Granary Square en King's Cross: uno de los POPS (espacios públicos de propiedad privada) de Londres. Imagen: Bex Walton/Flickr. Algunos derechos reservados.
Este artículo forma parte de Protestar es un Derecho, un proyecto de colaboración con las organizaciones de derechos humanos CELS e INCLO, con el apoyo de la ACLU, que examina el poder de la protesta y su papel fundamental en la sociedad democrática.

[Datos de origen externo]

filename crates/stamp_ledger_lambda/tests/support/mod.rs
pub mod events;
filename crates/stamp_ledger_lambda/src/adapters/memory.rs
use std::collections::BTreeMap;
use std::sync::{Mutex, PoisonError};

use crate::adapters::counter_store::{CounterStore, StoreError};
use crate::runtime::record::{StampKey, StampRecord, UpdateSpec};

/// A store call as observed by [`InMemoryCounterStore`].
#[derive(Debug, Clone, PartialEq, Eq)]
pub enum StoreOperation {
    Get(StampKey),
    Put(StampRecord),
    Update(StampKey, UpdateSpec),
}

/// Process-local counter table with the same item semantics as the DynamoDB
/// adapter. Used by `local_invoke --in-memory` and by tests.
#[derive(Debug, Default)]
pub struct InMemoryCounterStore {
    records: Mutex<BTreeMap<StampKey, i64>>,
    journal: Mutex<Vec<StoreOperation>>,
}

impl InMemoryCounterStore {
    pub fn new() -> Self {
        Self::default()
    }

    pub fn with_records(records: impl IntoIterator<Item = StampRecord>) -> Self {
        let store = Self::new();
        for record in records {
            store.seed(record);
        }
        store
    }

    /// Inserts a record without journaling it.
    pub fn seed(&self, record: StampRecord) {
        self.records
            .lock()
            .unwrap_or_else(PoisonError::into_inner)
            .insert(record.key, record.stamps);
    }

    pub fn stamps(&self, key: &StampKey) -> Option<i64> {
        self.records
            .lock()
            .unwrap_or_else(PoisonError::into_inner)
            .get(key)
            .copied()
    }

    pub fn len(&self) -> usize {
        self.records
            .lock()
            .unwrap_or_else(PoisonError::into_inner)
            .len()
    }

    pub fn is_empty(&self) -> bool {
        self.len() == 0
    }

    pub fn operations(&self) -> Vec<StoreOperation> {
        self.journal
            .lock()
            .unwrap_or_else(PoisonError::into_inner)
            .clone()
    }

    fn record(&self, operation: StoreOperation) {
        self.journal
            .lock()
            .unwrap_or_else(PoisonError::into_inner)
            .push(operation);
    }
}

impl CounterStore for InMemoryCounterStore {
    fn get_item(&self, key: &StampKey) -> Result<Option<StampRecord>, StoreError> {
        self.record(StoreOperation::Get(key.clone()));
        Ok(self
            .stamps(key)
            .map(|stamps| StampRecord::new(key.clone(), stamps)))
    }

    fn put_item(&self, record: &StampRecord) -> Result<(), StoreError> {
        self.record(StoreOperation::Put(record.clone()));
        self.seed(record.clone());
        Ok(())
    }

    fn update_item(&self, key: &StampKey, update: UpdateSpec) -> Result<StampRecord, StoreError> {
        self.record(StoreOperation::Update(key.clone(), update));
        let mut records = self.records.lock().unwrap_or_else(PoisonError::into_inner);
        // An additive expression needs an existing attribute; a set upserts.
        let stamps = match (records.get(key).copied(), update) {
            (Some(current), _) => update.apply(current).ok_or_else(|| StoreError::Rejected {
                operation: "UpdateItem",
                message: format!("Stamps for {key} would overflow"),
            })?,
            (None, UpdateSpec::Set(value)) => value,
            (None, UpdateSpec::Add(_)) => {
                return Err(StoreError::Rejected {
                    operation: "UpdateItem",
                    message: format!("no Stamps attribute to add to for {key}"),
                });
            }
        };
        records.insert(key.clone(), stamps);
        Ok(StampRecord::new(key.clone(), stamps))
    }
}

#[cfg(test)]
mod tests {
    use super::*;

    #[test]
    fn additive_update_requires_existing_record() {
        let store = InMemoryCounterStore::new();
        let key = StampKey::new("S1", "C1");

        let error = store
            .update_item(&key, UpdateSpec::Add(1))
            .expect_err("missing attribute should be rejected");
        assert!(matches!(error, StoreError::Rejected { .. }));
        assert!(store.is_empty());
    }

    #[test]
    fn set_update_upserts_and_journals() {
        let store = InMemoryCounterStore::new();
        let key = StampKey::new("S1", "C1");

        let record = store
            .update_item(&key, UpdateSpec::Set(4))
            .expect("set should succeed");
        assert_eq!(record.stamps, 4);
        assert_eq!(store.stamps(&key), Some(4));
        assert_eq!(
            store.operations(),
            vec![StoreOperation::Update(key, UpdateSpec::Set(4))]
        );
    }

    #[test]
    fn seeded_records_are_not_journaled() {
        let key = StampKey::new("S1", "C1");
        let store = InMemoryCounterStore::with_records([StampRecord::new(key.clone(), 2)]);

        let record = store.get_item(&key).expect("get should succeed");
        assert_eq!(record, Some(StampRecord::new(key.clone(), 2)));
        assert_eq!(store.operations(), vec![StoreOperation::Get(key)]);
    }

    #[test]
    fn overflowing_add_is_rejected_without_writing() {
        let key = StampKey::new("S1", "C1");
        let store = InMemoryCounterStore::with_records([StampRecord::new(key.clone(), i64::MAX)]);

        let error = store
            .update_item(&key, UpdateSpec::Add(1))
            .expect_err("overflow should fail");
        assert!(matches!(error, StoreError::Rejected { .. }));
        assert_eq!(store.stamps(&key), Some(i64::MAX));
    }
}
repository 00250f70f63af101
pub mod ledger;
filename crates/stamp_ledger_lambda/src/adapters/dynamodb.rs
use std::collections::HashMap;

use aws_config::retry::RetryConfig;
use aws_config::timeout::TimeoutConfig;
use aws_config::BehaviorVersion;
use aws_sdk_dynamodb::config::Region;
use aws_sdk_dynamodb::error::{DisplayErrorContext, SdkError};
use aws_sdk_dynamodb::types::{AttributeValue, ReturnValue};

use crate::adapters::counter_store::{CounterStore, StoreError};
use crate::config::LedgerConfig;
use crate::runtime::record::{
    StampKey, StampRecord, UpdateSpec, CUSTOMER_ID_ATTRIBUTE, STAMPS_ATTRIBUTE,
    STORE_ID_ATTRIBUTE, UPDATE_VALUE_PLACEHOLDER,
};

pub type Item = HashMap<String, AttributeValue>;

/// [`CounterStore`] backed by a DynamoDB table keyed on `StoreId` + `CustomerId`.
///
/// Calls bridge into the async SDK with `block_in_place`, so the store must be
/// used from a multi-threaded Tokio runtime.
#[derive(Debug, Clone)]
pub struct DynamoCounterStore {
    client: aws_sdk_dynamodb::Client,
    table_name: String,
}

impl DynamoCounterStore {
    pub fn new(client: aws_sdk_dynamodb::Client, table_name: impl Into<String>) -> Self {
        Self {
            client,
            table_name: table_name.into(),
        }
    }

    /// Builds the SDK client once from `config`; retry and timeout settings
    /// are applied here and nowhere else.
    pub async fn connect(config: &LedgerConfig) -> Self {
        let mut loader = aws_config::defaults(BehaviorVersion::latest());
        if let Some(region) = &config.region {
            loader = loader.region(Region::new(region.clone()));
        }
        if let Some(max_attempts) = config.max_attempts {
            loader = loader.retry_config(RetryConfig::standard().with_max_attempts(max_attempts));
        }
        if let Some(timeout) = config.operation_timeout {
            loader =
                loader.timeout_config(TimeoutConfig::builder().operation_timeout(timeout).build());
        }
        let sdk_config = loader.load().await;
        Self::new(
            aws_sdk_dynamodb::Client::new(&sdk_config),
            config.table_name.clone(),
        )
    }

    pub fn table_name(&self) -> &str {
        &self.table_name
    }
}

impl CounterStore for DynamoCounterStore {
    fn get_item(&self, key: &StampKey) -> Result<Option<StampRecord>, StoreError> {
        let client = self.client.clone();
        let table_name = self.table_name.clone();
        let request_key = key.clone();

        let item = tokio::task::block_in_place(|| {
            tokio::runtime::Handle::current().block_on(async move {
                client
                    .get_item()
                    .table_name(table_name)
                    .set_key(Some(key_attributes(&request_key)))
                    .send()
                    .await
                    .map(|output| output.item)
                    .map_err(|error| classify_sdk_error("GetItem", error))
            })
        })?;

        item.map(|item| record_from_item(key, &item)).transpose()
    }

    fn put_item(&self, record: &StampRecord) -> Result<(), StoreError> {
        let client = self.client.clone();
        let table_name = self.table_name.clone();
        let item = item_from_record(record);

        tokio::task::block_in_place(|| {
            tokio::runtime::Handle::current().block_on(async move {
                client
                    .put_item()
                    .table_name(table_name)
                    .set_item(Some(item))
                    .send()
                    .await
                    .map(|_| ())
                    .map_err(|error| classify_sdk_error("PutItem", error))
            })
        })
    }

    fn update_item(&self, key: &StampKey, update: UpdateSpec) -> Result<StampRecord, StoreError> {
        let client = self.client.clone();
        let table_name = self.table_name.clone();
        let request_key = key.clone();

        let attributes = tokio::task::block_in_place(|| {
            tokio::runtime::Handle::current().block_on(async move {
                client
                    .update_item()
                    .table_name(table_name)
                    .set_key(Some(key_attributes(&request_key)))
                    .update_expression(update.expression())
                    .expression_attribute_values(
                        UPDATE_VALUE_PLACEHOLDER,
                        AttributeValue::N(update.value().to_string()),
                    )
                    .return_values(ReturnValue::UpdatedNew)
                    .send()
                    .await
                    .map(|output| output.attributes.unwrap_or_default())
                    .map_err(|error| classify_sdk_error("UpdateItem", error))
            })
        })?;

        record_from_item(key, &attributes)
    }
}

pub fn key_attributes(key: &StampKey) -> Item {
    HashMap::from([
        (
            STORE_ID_ATTRIBUTE.to_string(),
            AttributeValue::S(key.store_id.clone()),
        ),
        (
            CUSTOMER_ID_ATTRIBUTE.to_string(),
            AttributeValue::S(key.customer_id.clone()),
        ),
    ])
}

pub fn item_from_record(record: &StampRecord) -> Item {
    let mut item = key_attributes(&record.key);
    item.insert(
        STAMPS_ATTRIBUTE.to_string(),
        AttributeValue::N(record.stamps.to_string()),
    );
    item
}

/// Reads `Stamps` out of a full item or an `UPDATED_NEW` attribute map. The
/// key is taken from the request, since `UPDATED_NEW` omits key attributes.
pub fn record_from_item(key: &StampKey, item: &Item) -> Result<StampRecord, StoreError> {
    let malformed = |reason: String| StoreError::MalformedItem {
        key: key.clone(),
        reason,
    };

    let raw = item
        .get(STAMPS_ATTRIBUTE)
        .ok_or_else(|| malformed(format!("missing {STAMPS_ATTRIBUTE} attribute")))?
        .as_n()
        .map_err(|_| malformed(format!("{STAMPS_ATTRIBUTE} is not a number")))?;

    // DynamoDB numbers may carry a fractional zero, e.g. "3.0".
    let stamps = raw
        .parse::<i64>()
        .ok()
        .or_else(|| {
            raw.parse::<f64>()
                .ok()
                .filter(|value| value.fract() == 0.0 && value.abs() < i64::MAX as f64)
                .map(|value| value as i64)
        })
        .ok_or_else(|| malformed(format!("{STAMPS_ATTRIBUTE}={raw} is not an integer")))?;

    if stamps < 0 {
        return Err(malformed(format!("{STAMPS_ATTRIBUTE}={stamps} is negative")));
    }

    Ok(StampRecord::new(key.clone(), stamps))
}

fn classify_sdk_error<E, R>(operation: &'static str, error: SdkError<E, R>) -> StoreError
where
    E: std::error::Error + Send + Sync + 'static,
    R: std::fmt::Debug + Send + Sync + 'static,
{
    match error {
        SdkError::ServiceError(service) => StoreError::Rejected {
            operation,
            message: DisplayErrorContext(service.into_err()).to_string(),
        },
        other => StoreError::Unavailable(format!(
            "{operation} failed: {}",
            DisplayErrorContext(&other)
        )),
    }
}

#[cfg(test)]
mod tests {
    use super::*;

    fn sample_key() -> StampKey {
        StampKey::new("12345", "54312")
    }

    #[test]
    fn item_uses_table_attribute_names() {
        let item = item_from_record(&StampRecord::new(sample_key(), 1));

        assert_eq!(
            item.get("StoreId"),
            Some(&AttributeValue::S("12345".to_string()))
        );
        assert_eq!(
            item.get("CustomerId"),
            Some(&AttributeValue::S("54312".to_string()))
        );
        assert_eq!(item.get("Stamps"), Some(&AttributeValue::N("1".to_string())));
        assert_eq!(key_attributes(&sample_key()).len(), 2);
    }

    #[test]
    fn reads_updated_new_attributes_without_key() {
        let attributes =
            HashMap::from([("Stamps".to_string(), AttributeValue::N("2".to_string()))]);

        let record = record_from_item(&sample_key(), &attributes).expect("record should parse");
        assert_eq!(record, StampRecord::new(sample_key(), 2));
    }

    #[test]
    fn accepts_integral_decimal_numbers() {
        let attributes =
            HashMap::from([("Stamps".to_string(), AttributeValue::N("3.0".to_string()))]);

        let record = record_from_item(&sample_key(), &attributes).expect("record should parse");
        assert_eq!(record.stamps, 3);
    }

    #[test]
    fn rejects_missing_or_non_numeric_stamps() {
        let missing = record_from_item(&sample_key(), &HashMap::new())
            .expect_err("missing attribute should fail");
        assert!(matches!(missing, StoreError::MalformedItem { .. }));

        let text = HashMap::from([("Stamps".to_string(), AttributeValue::S("three".to_string()))]);
        let error = record_from_item(&sample_key(), &text).expect_err("string should fail");
        assert!(error.to_string().contains("is not a number"));
    }

    #[test]
    fn rejects_negative_or_fractional_stamps() {
        for raw in ["-1", "2.5"] {
            let attributes =
                HashMap::from([("Stamps".to_string(), AttributeValue::N(raw.to_string()))]);
            let error =
                record_from_item(&sample_key(), &attributes).expect_err("value should fail");
            assert!(matches!(error, StoreError::MalformedItem { .. }));
        }
    }
}
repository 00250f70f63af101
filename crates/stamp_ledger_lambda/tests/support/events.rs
#![allow(dead_code)]

use serde_json::{json, Value};
use stamp_ledger_lambda::handlers::ledger::ApiGatewayResponse;

pub const STORE_ID: &str = "S1";
pub const CUSTOMER_ID: &str = "C1";

pub fn add_event(store_id: &str, customer_id: &str, number_of_stamps: i64) -> Value {
    json!({
        "requestType": "addStamps",
        "storeId": store_id,
        "customerId": customer_id,
        "numberOfStamps": number_of_stamps
    })
}

pub fn delete_event(store_id: &str, customer_id: &str, number_of_stamps: i64) -> Value {
    json!({
        "requestType": "deleteStamps",
        "storeId": store_id,
        "customerId": customer_id,
        "numberOfStamps": number_of_stamps
    })
}

pub fn reset_event(store_id: &str, customer_id: &str) -> Value {
    json!({
        "requestType": "resetStamps",
        "storeId": store_id,
        "customerId": customer_id
    })
}

pub fn get_event(store_id: &str, customer_id: &str) -> Value {
    json!({
        "requestType": "getStamps",
        "storeId": store_id,
        "customerId": customer_id
    })
}

/// Wraps a direct-invoke payload the way an API Gateway proxy integration does.
pub fn via_api_gateway(payload: Value) -> Value {
    json!({
        "httpMethod": "POST",
        "path": "/stamps",
        "body": payload.to_string()
    })
}

pub fn body(response: &ApiGatewayResponse) -> Value {
    serde_json::from_str(&response.body).expect("response body should be json")
}

pub fn outcome(response: &ApiGatewayResponse) -> String {
    body(response)["outcome"]
        .as_str()
        .expect("success body should carry an outcome")
        .to_string()
}

pub fn error_code(response: &ApiGatewayResponse) -> String {
    body(response)["error"]
        .as_str()
        .expect("failure body should carry an error code")
        .to_string()
}
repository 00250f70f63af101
//! Shared stamp ledger domain primitives.
//!
//! This crate owns request parsing, the counter record model and the pure
//! counter arithmetic. It intentionally excludes AWS SDK and Lambda runtime
//! concerns; those live in `stamp_ledger_lambda`.

pub mod contract;
pub mod record;
pub mod stamps;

La cuestión de las protestas en el espacio público siempre ha sido un campo de batalla. En el siglo diecinueve, hubo una serie de manifestaciones en Hyde Park, que era el único espacio capaz de celebrar concentraciones masivas, pero que era tierra privada de la corona. En 1855, los trabajadores se reunieron para protestar contra el proyecto de ley que cerraría las tiendas los domingos (Sunday Trading bill): se burlaban de los ricos que pasaban flotando en sus carruajes y discutían y peleaban con la policía. En 1866, la Liga de la Reforma convocó una manifestación en Hyde Park exigiendo la extensión del sufragio: cuando los manifestantes descubrieron que el parque había sido cerrado contra ellos, arrancaron cientos de metros de barandas para ingresar al parque. Eventualmente, la Ley de Regulación de Parques de 1872 otorgó el derecho a hablar y reunirse libremente en el parque, dentro de ciertos límites. El derecho a protestar en el espacio público no fue dado, sino ganado.